By Tim Sandle     Dec 2, 2014 in Health
Atlanta - In the U.S., nine in 10 adults who drink alcohol above the recommended “safe” levels are not alcoholics or alcohol dependent, according to the Centers for Disease Control and Prevention (CDC) study.
According to the CDC, excessive drinking includes behaviours such as binge drinking. This is defined as having four or more drinks on an occasion for women, five or more drinks on an occasion for men. Also under this definition of “unhealthy” practices comes consuming eight or more drinks a week for women or 15 or more drinks a week for men. Any alcohol use by women who are pregnant or those under the minimum legal drinking age (which is relatively high at 21 in the U.S., compared to many other countries where the age is 18 or even 16) comes under this category.
Interestingly, the CDC’s inquiry has found that most of those who engage in excessive alcohol consumption are not classed as “alcoholics.” This form of alcohol dependence is a chronic medical condition where there is a strong craving for alcohol and an associated inability to control alcohol consumption.
The data suggests that almost 1 in 3 adults is an excessive drinker (often by binge drinking). In contrast, about 1 in 30 adults can be classified as alcohol dependent.

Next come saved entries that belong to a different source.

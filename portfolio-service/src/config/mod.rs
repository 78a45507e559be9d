use crate::services::providers::gemini::{GeminiConfig, GEMINI_API_BASE};
use serde::Deserialize;
use service_core::config as core_config;
use service_core::error::AppError;
use std::env;
use std::time::Duration;

const DEFAULT_GEMINI_MODEL: &str = "gemini-2.0-flash-lite";

/// Provider calls are cut off after this many seconds unless overridden.
const DEFAULT_GEMINI_TIMEOUT_SECS: u64 = 120;

#[derive(Debug, Clone, Deserialize)]
pub struct PortfolioConfig {
    #[serde(flatten)]
    pub common: core_config::Config,
    pub environment: RuntimeMode,
    pub gemini: GeminiSettings,
}

/// Where the process runs.
///
/// In `Production` the router is handed to an embedding host and the binary
/// does not bind a socket itself. Any value other than production means
/// `Development`.
#[derive(Debug, Clone, Copy, PartialEq, Eq, Deserialize)]
#[serde(rename_all = "lowercase")]
pub enum RuntimeMode {
    Development,
    Production,
}

#[derive(Debug, Clone, Deserialize)]
pub struct GeminiSettings {
    /// `None` leaves chat disabled; every chat request then fails with a
    /// configuration error instead of the process refusing to start.
    pub api_key: Option<String>,
    pub model: String,
    pub base_url: String,
    pub timeout_secs: u64,
}

impl PortfolioConfig {
    pub fn load() -> Result<Self, AppError> {
        // Load common config (handles .env, APP__ prefix and PORT)
        let common_config = core_config::Config::load()?;

        Ok(PortfolioConfig {
            common: common_config,
            environment: RuntimeMode::detect(
                env::var("ENVIRONMENT").ok().as_deref(),
                env::var("NODE_ENV").ok().as_deref(),
            ),
            gemini: GeminiSettings {
                api_key: env::var("GEMINI_API_KEY")
                    .ok()
                    .filter(|key| !key.trim().is_empty()),
                model: env_or("GEMINI_MODEL", DEFAULT_GEMINI_MODEL),
                base_url: env_or("GEMINI_API_BASE", GEMINI_API_BASE),
                timeout_secs: env_or("GEMINI_TIMEOUT_SECS", &DEFAULT_GEMINI_TIMEOUT_SECS.to_string())
                    .parse()
                    .map_err(|e| {
                        AppError::ConfigError(anyhow::anyhow!(
                            "GEMINI_TIMEOUT_SECS must be a whole number of seconds: {}",
                            e
                        ))
                    })?,
            },
        })
    }

    /// Whether the binary should bind its own listener.
    pub fn self_binds(&self) -> bool {
        self.environment != RuntimeMode::Production
    }

    /// Provider settings, or `None` when no credential is configured.
    pub fn gemini_provider_config(&self) -> Option<GeminiConfig> {
        self.gemini.api_key.as_ref().map(|api_key| GeminiConfig {
            api_key: api_key.clone(),
            model: self.gemini.model.clone(),
            base_url: self.gemini.base_url.clone(),
            timeout: Duration::from_secs(self.gemini.timeout_secs),
        })
    }
}

impl Default for PortfolioConfig {
    fn default() -> Self {
        Self {
            common: core_config::Config::default(),
            environment: RuntimeMode::Development,
            gemini: GeminiSettings {
                api_key: None,
                model: DEFAULT_GEMINI_MODEL.to_string(),
                base_url: GEMINI_API_BASE.to_string(),
                timeout_secs: DEFAULT_GEMINI_TIMEOUT_SECS,
            },
        }
    }
}

impl RuntimeMode {
    pub fn from_name(name: &str) -> Self {
        match name.trim().to_lowercase().as_str() {
            "production" | "prod" => RuntimeMode::Production,
            _ => RuntimeMode::Development,
        }
    }

    /// Hosted when either `ENVIRONMENT` or `NODE_ENV` names production.
    pub fn detect(environment: Option<&str>, node_env: Option<&str>) -> Self {
        let hosted = [environment, node_env]
            .into_iter()
            .flatten()
            .any(|name| Self::from_name(name) == RuntimeMode::Production);

        if hosted {
            RuntimeMode::Production
        } else {
            RuntimeMode::Development
        }
    }
}

fn env_or(key: &str, default: &str) -> String {
    env::var(key).unwrap_or_else(|_| default.to_string())
}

Within the figures, there is a clear division by income. The CDC found that binge drinking was most common among those with annual family incomes of $75,000 or more. In contrast, alcohol dependence was most common among those with annual family incomes of less than $25,000.
The variations across different communities suggests different strategies for tackling excessive drinking. Robert Brewer, Alcohol Program Lead at CDC notes that “This study shows that, contrary to popular opinion, most people who drink too much are not alcohol dependent or alcoholics. It also emphasizes the importance of taking a comprehensive approach to reducing excessive drinking that includes evidence-based community strategies, screening and counseling in healthcare settings, and high-quality substance abuse treatment for those who need it.”
For the study the CDC worked alongside the Substance Abuse and Mental Health Services Administration (SAMHSA). The findings have been published in the journal Preventing Chronic Disease. The study is titled “Prevalence of Alcohol Dependence Among US Adult Drinkers, 2009–2011.”